Hay nervios entre los mayores beneficiarios de los cuatro años de disparate trumpista. Joe Biden viene de una larga experiencia internacional, como presidente del poderoso comité de Exteriores del Senado y vicepresidente de Obama. Están muy claros sus propósitos en política mundial: no va a predicar tan solo con el ejemplo de la fuerza sino sobre todo con la fuerza del ejemplo. Aunque no descarte el método que condujo a las guerras de Irak y Afganistán con George W. Bush o la de Libia con Obama, prefiere vencer con la bandera pacífica de los valores democráticos y de las instituciones multilaterales.
La primera institución que ha visitado esta semana ha sido el departamento de Estado, la todopoderosa organización de la diplomacia y principal instrumento del soft power, el poder blando.
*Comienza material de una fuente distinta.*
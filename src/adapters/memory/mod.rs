mod backend;

#[allow(unused_imports)]
pub use backend::MemoryBackend;
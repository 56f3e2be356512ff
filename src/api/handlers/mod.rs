mod booking;
mod item;
mod request;
mod user;

use crate::application::ServiceDependencies;

#[allow(unused_imports)]
pub use booking::{
    decide_booking, get_booking, list_bookings_for_booker, list_bookings_for_owner, save_booking,
};
#[allow(unused_imports)]
pub use item::{
    delete_item, get_item_by_id, get_items_by_user, save_comment, save_item, search_items,
    update_item,
};
#[allow(unused_imports)]
pub use request::{add_request, get_all_requests, get_request_by_id, get_requests};
#[allow(unused_imports)]
pub use user::{delete_user, get_all_users, get_user_by_id, save_user, update_user};

/// ハンドラー間で共有されるアプリケーション状態
#[derive(Clone)]
pub struct AppState {
    pub service_deps: ServiceDependencies,
}
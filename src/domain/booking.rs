#![allow(dead_code)]

use chrono::{DateTime, Utc};
use serde::{Deserialize, Serialize};

use super::{BookingId, DecideBookingError, ItemId, PlanBookingError, UserId};

/// 予約ステータス
///
/// ライフサイクル：WAITING で作成され、アイテムの所有者によって
/// APPROVED か REJECTED に一度だけ遷移する。
#[derive(Debug, Clone, Copy, PartialEq, Eq, Serialize, Deserialize)]
#[serde(rename_all = "UPPERCASE")]
pub enum BookingStatus {
    /// 所有者の判定待ち
    Waiting,
    /// 承認済み（終端状態）
    Approved,
    /// 却下
    Rejected,
    /// 取り消し
    Canceled,
}

impl BookingStatus {
    pub fn as_str(&self) -> &'static str {
        match self {
            BookingStatus::Waiting => "WAITING",
            BookingStatus::Approved => "APPROVED",
            BookingStatus::Rejected => "REJECTED",
            BookingStatus::Canceled => "CANCELED",
        }
    }
}

impl std::str::FromStr for BookingStatus {
    type Err = String;

    fn from_str(s: &str) -> Result<Self, Self::Err> {
        match s {
            "WAITING" => Ok(BookingStatus::Waiting),
            "APPROVED" => Ok(BookingStatus::Approved),
            "REJECTED" => Ok(BookingStatus::Rejected),
            "CANCELED" => Ok(BookingStatus::Canceled),
            _ => Err(format!("Invalid booking status: {}", s)),
        }
    }
}

/// 一覧取得の状態フィルタ
///
/// 時間軸（PAST/FUTURE/CURRENT）とステータス（WAITING/REJECTED）の
/// どちらかで予約を絞り込む。トークンは大文字小文字を区別しない。
#[derive(Debug, Clone, Copy, PartialEq, Eq)]
pub enum StateFilter {
    All,
    Past,
    Future,
    Current,
    Waiting,
    Rejected,
}

impl StateFilter {
    /// 呼び出し時点の now に対して予約がフィルタに合致するか
    pub fn matches(&self, booking: &Booking, now: DateTime<Utc>) -> bool {
        match self {
            StateFilter::All => true,
            StateFilter::Past => booking.end < now,
            StateFilter::Future => booking.start > now,
            StateFilter::Current => booking.start <= now && now <= booking.end,
            StateFilter::Waiting => booking.status == BookingStatus::Waiting,
            StateFilter::Rejected => booking.status == BookingStatus::Rejected,
        }
    }

    /// 結果を開始日時の降順に並べるフィルタか
    ///
    /// WAITING / REJECTED は並び順を契約しない（ストア定義順）。
    pub fn sorts_by_start_desc(&self) -> bool {
        !matches!(self, StateFilter::Waiting | StateFilter::Rejected)
    }
}

impl std::str::FromStr for StateFilter {
    type Err = String;

    fn from_str(s: &str) -> Result<Self, Self::Err> {
        match s.to_ascii_uppercase().as_str() {
            "ALL" => Ok(StateFilter::All),
            "PAST" => Ok(StateFilter::Past),
            "FUTURE" => Ok(StateFilter::Future),
            "CURRENT" => Ok(StateFilter::Current),
            "WAITING" => Ok(StateFilter::Waiting),
            "REJECTED" => Ok(StateFilter::Rejected),
            _ => Err(format!("Unknown state: {}", s)),
        }
    }
}

/// Booking集約 - 1つのアイテムに対する1件の時間帯予約
///
/// 他の集約へはIDのみで参照する。
#[derive(Debug, Clone, PartialEq, Eq, Serialize, Deserialize)]
pub struct Booking {
    pub booking_id: BookingId,
    pub item_id: ItemId,
    pub booker_id: UserId,
    pub start: DateTime<Utc>,
    pub end: DateTime<Utc>,
    pub status: BookingStatus,
}

/// 純粋関数：予約を組み立てる
///
/// ビジネスルール：
/// - 終了日時は開始日時より厳密に後
/// - ステータス未指定なら WAITING
///
/// 副作用なし。新しいBookingを返す。所有者・貸出可否の確認は
/// ストア参照が必要なためアプリケーション層が行う。
pub fn plan_booking(
    item_id: ItemId,
    booker_id: UserId,
    start: DateTime<Utc>,
    end: DateTime<Utc>,
    status: Option<BookingStatus>,
) -> Result<Booking, PlanBookingError> {
    if end <= start {
        return Err(PlanBookingError::EndNotAfterStart);
    }

    Ok(Booking {
        booking_id: BookingId::new(),
        item_id,
        booker_id,
        start,
        end,
        status: status.unwrap_or(BookingStatus::Waiting),
    })
}

/// 純粋関数：予約を承認または却下する
///
/// ビジネスルール：
/// - 既に APPROVED の予約は再判定できない
///   （REJECTED の再判定はガードしない。挙動はストア定義のまま）
///
/// 副作用なし。新しいBookingを返す。
pub fn decide_booking(booking: &Booking, approved: bool) -> Result<Booking, DecideBookingError> {
    if booking.status == BookingStatus::Approved {
        return Err(DecideBookingError::AlreadyApproved);
    }

    let status = if approved {
        BookingStatus::Approved
    } else {
        BookingStatus::Rejected
    };

    Ok(Booking {
        status,
        ..booking.clone()
    })
}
Trump se estrenó con la visita a la CIA y el Pentágono, los brazos del hard power, el poder duro. Biden ha querido subrayar en cambio que Estados Unidos regresa a la escena internacional y a la diplomacia, con vocación de recuperar las responsabilidades que le corresponden por su envergadura, su historia y sus compromisos y alianzas.
A diferencia de Trump, cuidará a los amigos, exigirá a los socios y apretará las tuercas a los enemigos. Su primer discurso presidencial sobre política exterior entra en detalles: suspensión de la retirada de tropas estadounidenses de Alemania decidida por Trump, abiertamente insultante para Merkel; punto final a la guerra de Yemen, librada por Arabia Saudí y Emiratos Árabes Unidos, con armas, supervisión y auxilio de Trump; y apoyo sin fisuras a Alexéi Navalni, en su valiente desafío democrático a la cleptocracia autoritaria de Putin y de sus amigos trumpistas.
Hay nervios en Riad y en Abu Dabi, pero más los hay en el Kremlin. Todos merecen similares reproches por sus desmanes, los bombardeos sobre civiles en Yemen, el asesinato de periodistas como Anna Politovskaia y Jamal Khashoggi o los envenenamientos como los sufridos por Litvinenko, Skripal y el propio Navalni, además del sinfín de presos políticos. Es un mal chiste la denuncia de un doble rasero por parte del ministro de Exteriores ruso, Serguéi Lavrov, y nadie lo sabe tan bien como Navalni, al igual que lo saben los presos catalanes, de tan distinta envergadura política y sometidos a incomparables condiciones judiciales y carcelarias. En el Kremlin no temen tanto los reproches europeos como la dimensión del líder alzado frente a Putin, que no cesa de crecer dentro de su mazmorra.